Production plate, ‘’King David’’ manque d’une réelle consistance. Pour exemple, dans la Bible, Absalom l’un des fils de David, venge sa sœur violée par son demi-frère. Il attend deux ans et fait assassiner ce dernier par ses serviteurs. Il est exilé un temps, avant de retrouver grâce aux yeux de son son père. Ici, Absalom apprend le viol de sa sœur, alors qu’un grand repas a lieu. Il se dirige direct vers son demi-frère et l’égorge devant toute l’assemblée.


Son crime amène à la fameuse réflexion autour de la loi du Tallion, mais rapidement il est exilé. Il monte de suite une armée séditieuse pour combattre le pouvoir de son père. Si les années sont imagées par les cheveux et la barbe d’Absalom, plus longs d’une séquence à l’autre, tout ne semble prendre pourtant que quelques jours.


Il en va de même pour d’autres situations, comme le légendaire affrontement entre David et Goliath raccourci à quelques minutes alors qu’il prend ds semaines. Tout est ainsi raccourcis, pour coller au mieux le format 2h, lorsqu’une telle histoire aurait nécessité des moyens plus importants et une durée au-delà des 3h. Épique quoi !


Concentré biblique sans développement suffisant, l’exemple de l’amitié profonde entre David et Jonathan (lol) est analogue, tellement elle devient annexe. Centrale dans les écrits, elle est ici reléguée au second plan. Jonathan, fils de Saül (le premier roi du royaume d’Israël) partage des liens quasi-fraternels avec David, ce qui le met en mauvaise posture lorsque ce dernier se soulève contre Saül. Dans ‘’King David’’ toute la mesure de cette amitié arrive tardivement, ce qui annihile toute tentative de dramatisation.


C’est là que réside le problème majeur du film de Bruce Beresford, un sens de la dramaturgie complétement aux fraises. Il est difficile de trouver des points d’accroches, où quelque chose qui puisse attiser l’intérêt et donc l’attention. Après, il est vrai que les décors sont beaux, même si la mise en scène ne leur rend jamais totalement hommage.

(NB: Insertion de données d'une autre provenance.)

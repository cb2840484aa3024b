//! Phrase collection over one document.
//!
//! Glues the tokenizer, the word cache and the statistics table together
//! for a single text: preprocess, filter, segment, intern, count.

use crate::error::TokenizeResult;
use crate::preprocess;
use crate::stats::PhraseStats;
use crate::tokenize::{TokenRules, Tokenizer};
use crate::words::{WordCache, WordId};

/// Pluggable whole-text preprocessing step.
pub type TextPreprocessor = Box<dyn Fn(&str) -> String>;

/// Whole-text inclusion filter; `false` rejects the document.
pub type TextFilter = Box<dyn Fn(&str) -> bool>;

/// Per-phrase filter over canonical keys; `false` skips the phrase.
pub type PhraseFilter = Box<dyn Fn(&str) -> bool>;

/// Per-word filter over normalized words; `false` drops the word.
pub type WordFilter = Box<dyn Fn(&str) -> bool>;

/// Knobs for a [`PhraseCollector`].
#[derive(Default)]
pub struct CollectorOptions {
    /// Tokenizer character classes.
    pub token_rules: TokenRules,
    /// Longest counted sub-phrase, in words. `None` is unbounded.
    pub max_phrase_length: Option<usize>,
    /// Replaces the default preprocessing when set.
    pub preprocess: Option<TextPreprocessor>,
    /// Whole-text inclusion filter.
    pub filter_text: Option<TextFilter>,
    /// Per-phrase filter.
    pub filter_phrases: Option<PhraseFilter>,
    /// Per-word filter. A rejected word splits the surrounding run: the
    /// fragments on either side are combined independently, so a dropped
    /// word never glues its neighbors into a phrase the text does not
    /// contain.
    pub filter_words: Option<WordFilter>,
}

/// Feeds documents through the tokenizer into a phrase table.
///
/// The cache and table are injected explicitly and owned for the duration
/// of the job; [`PhraseCollector::into_parts`] releases them for reporting.
pub struct PhraseCollector {
    tokenizer: Tokenizer,
    words: WordCache,
    stats: PhraseStats,
    opts: CollectorOptions,
}

impl PhraseCollector {
    /// Builds a collector around the given cache and table.
    pub fn new(
        words: WordCache,
        stats: PhraseStats,
        opts: CollectorOptions,
    ) -> TokenizeResult<Self> {
        let tokenizer = Tokenizer::new(&opts.token_rules)?;
        Ok(Self {
            tokenizer,
            words,
            stats,
            opts,
        })
    }

    /// Collects phrase statistics from `text`.
    ///
    /// Returns the number of words that entered the table. A document
    /// rejected by the text filter contributes nothing and returns 0.
    #[tracing::instrument(skip_all, fields(text_len = text.len()))]
    pub fn add_text(&mut self, text: &str) -> usize {
        let text = match &self.opts.preprocess {
            Some(f) => f(text),
            None => preprocess::preprocess_default(text),
        };
        if let Some(filter) = &self.opts.filter_text
            && !filter(&text)
        {
            return 0;
        }

        let max_len = self.opts.max_phrase_length;
        let mut total = 0;
        for phrase in self.tokenizer.phrases(&text) {
            let mut run: Vec<WordId> = Vec::new();
            for word in self.tokenizer.words(phrase) {
                if let Some(f) = &self.opts.filter_words
                    && !f(&self.words.normalize_key(word))
                {
                    if !run.is_empty() {
                        self.stats.add_combines(
                            &run,
                            1,
                            max_len,
                            self.opts.filter_phrases.as_deref(),
                        );
                        run.clear();
                    }
                    continue;
                }
                run.push(self.words.put(word));
                total += 1;
            }
            if !run.is_empty() {
                self.stats
                    .add_combines(&run, 1, max_len, self.opts.filter_phrases.as_deref());
            }
        }
        total
    }

    /// The word cache.
    pub const fn words(&self) -> &WordCache {
        &self.words
    }

    /// The statistics table.
    pub const fn stats(&self) -> &PhraseStats {
        &self.stats
    }

    /// Mutable table access, e.g. to force a final reduction.
    pub const fn stats_mut(&mut self) -> &mut PhraseStats {
        &mut self.stats
    }

    /// Clears cache and table for the next independent job.
    pub fn clear(&mut self) {
        self.words.clear();
        self.stats.clear();
    }

    /// Releases the cache and table.
    pub fn into_parts(self) -> (WordCache, PhraseStats) {
        (self.words, self.stats)
    }
}

#[cfg(test)]
mod tests {
    use super::*;

    fn collector(opts: CollectorOptions) -> PhraseCollector {
        PhraseCollector::new(WordCache::new(), PhraseStats::default(), opts).unwrap()
    }

    #[test]
    fn counts_words_across_phrases() {
        let mut c = collector(CollectorOptions::default());
        assert_eq!(c.add_text("one two\r\nthree"), 3);
        assert!(c.stats().contains("1_2"));
        assert!(!c.stats().contains("2_3"));
    }

    #[test]
    fn rejected_text_has_no_side_effects() {
        let mut c = collector(CollectorOptions {
            filter_text: Some(Box::new(|t| !t.contains("skip"))),
            ..CollectorOptions::default()
        });
        assert_eq!(c.add_text("please skip this"), 0);
        assert!(c.stats().is_empty());
        assert!(c.words().is_empty());
    }

    #[test]
    fn word_filter_splits_the_run() {
        let mut c = collector(CollectorOptions {
            filter_words: Some(Box::new(|w| w != "b")),
            ..CollectorOptions::default()
        });
        assert_eq!(c.add_text("a b c"), 2);
        let a = c.words().get_id("a").unwrap();
        let cc = c.words().get_id("c").unwrap();
        assert!(c.words().get_id("b").is_none());
        assert!(c.stats().contains(&a.to_string()));
        assert!(c.stats().contains(&cc.to_string()));
        assert!(!c.stats().contains(&format!("{a}_{cc}")));
    }

    #[test]
    fn phrase_filter_vetoes_keys() {
        let mut c = collector(CollectorOptions {
            filter_phrases: Some(Box::new(|k| k.contains('_'))),
            ..CollectorOptions::default()
        });
        c.add_text("x y");
        assert!(c.stats().contains("1_2"));
        assert!(!c.stats().contains("1"));
    }

    #[test]
    fn max_phrase_length_caps_combinations() {
        let mut c = collector(CollectorOptions {
            max_phrase_length: Some(2),
            ..CollectorOptions::default()
        });
        c.add_text("p q r");
        assert!(c.stats().contains("2_3"));
        assert!(!c.stats().contains("1_2_3"));
    }

    #[test]
    fn default_preprocessing_strips_markup() {
        let mut c = collector(CollectorOptions::default());
        assert_eq!(c.add_text("left<br/>right"), 2);
        assert!(!c.stats().contains("1_2"));
    }

    #[test]
    fn clear_resets_both_cache_and_table() {
        let mut c = collector(CollectorOptions::default());
        c.add_text("one two");
        c.clear();
        assert!(c.words().is_empty());
        assert!(c.stats().is_empty());
        c.add_text("fresh");
        assert_eq!(c.words().get_id("fresh"), Some(1));
    }
}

L’autre gros souci vient du casting, avec Richard Gere en roi des Hébreux, certainement une grossière erreur. À aucun moment il ne réussit à être crédible. Peu aidé il est vrai par un scénario un peu vide et des perruques. Il se contente alors d’être Richard Gere, ce beau gosse charmeur qu’a fait de lui ‘’American Gigolo’’ de Paul Schrader en 1980. Espérant sans doute que les costumes et les décors apporteront l’authenticité nécessaire. Mauvais pari.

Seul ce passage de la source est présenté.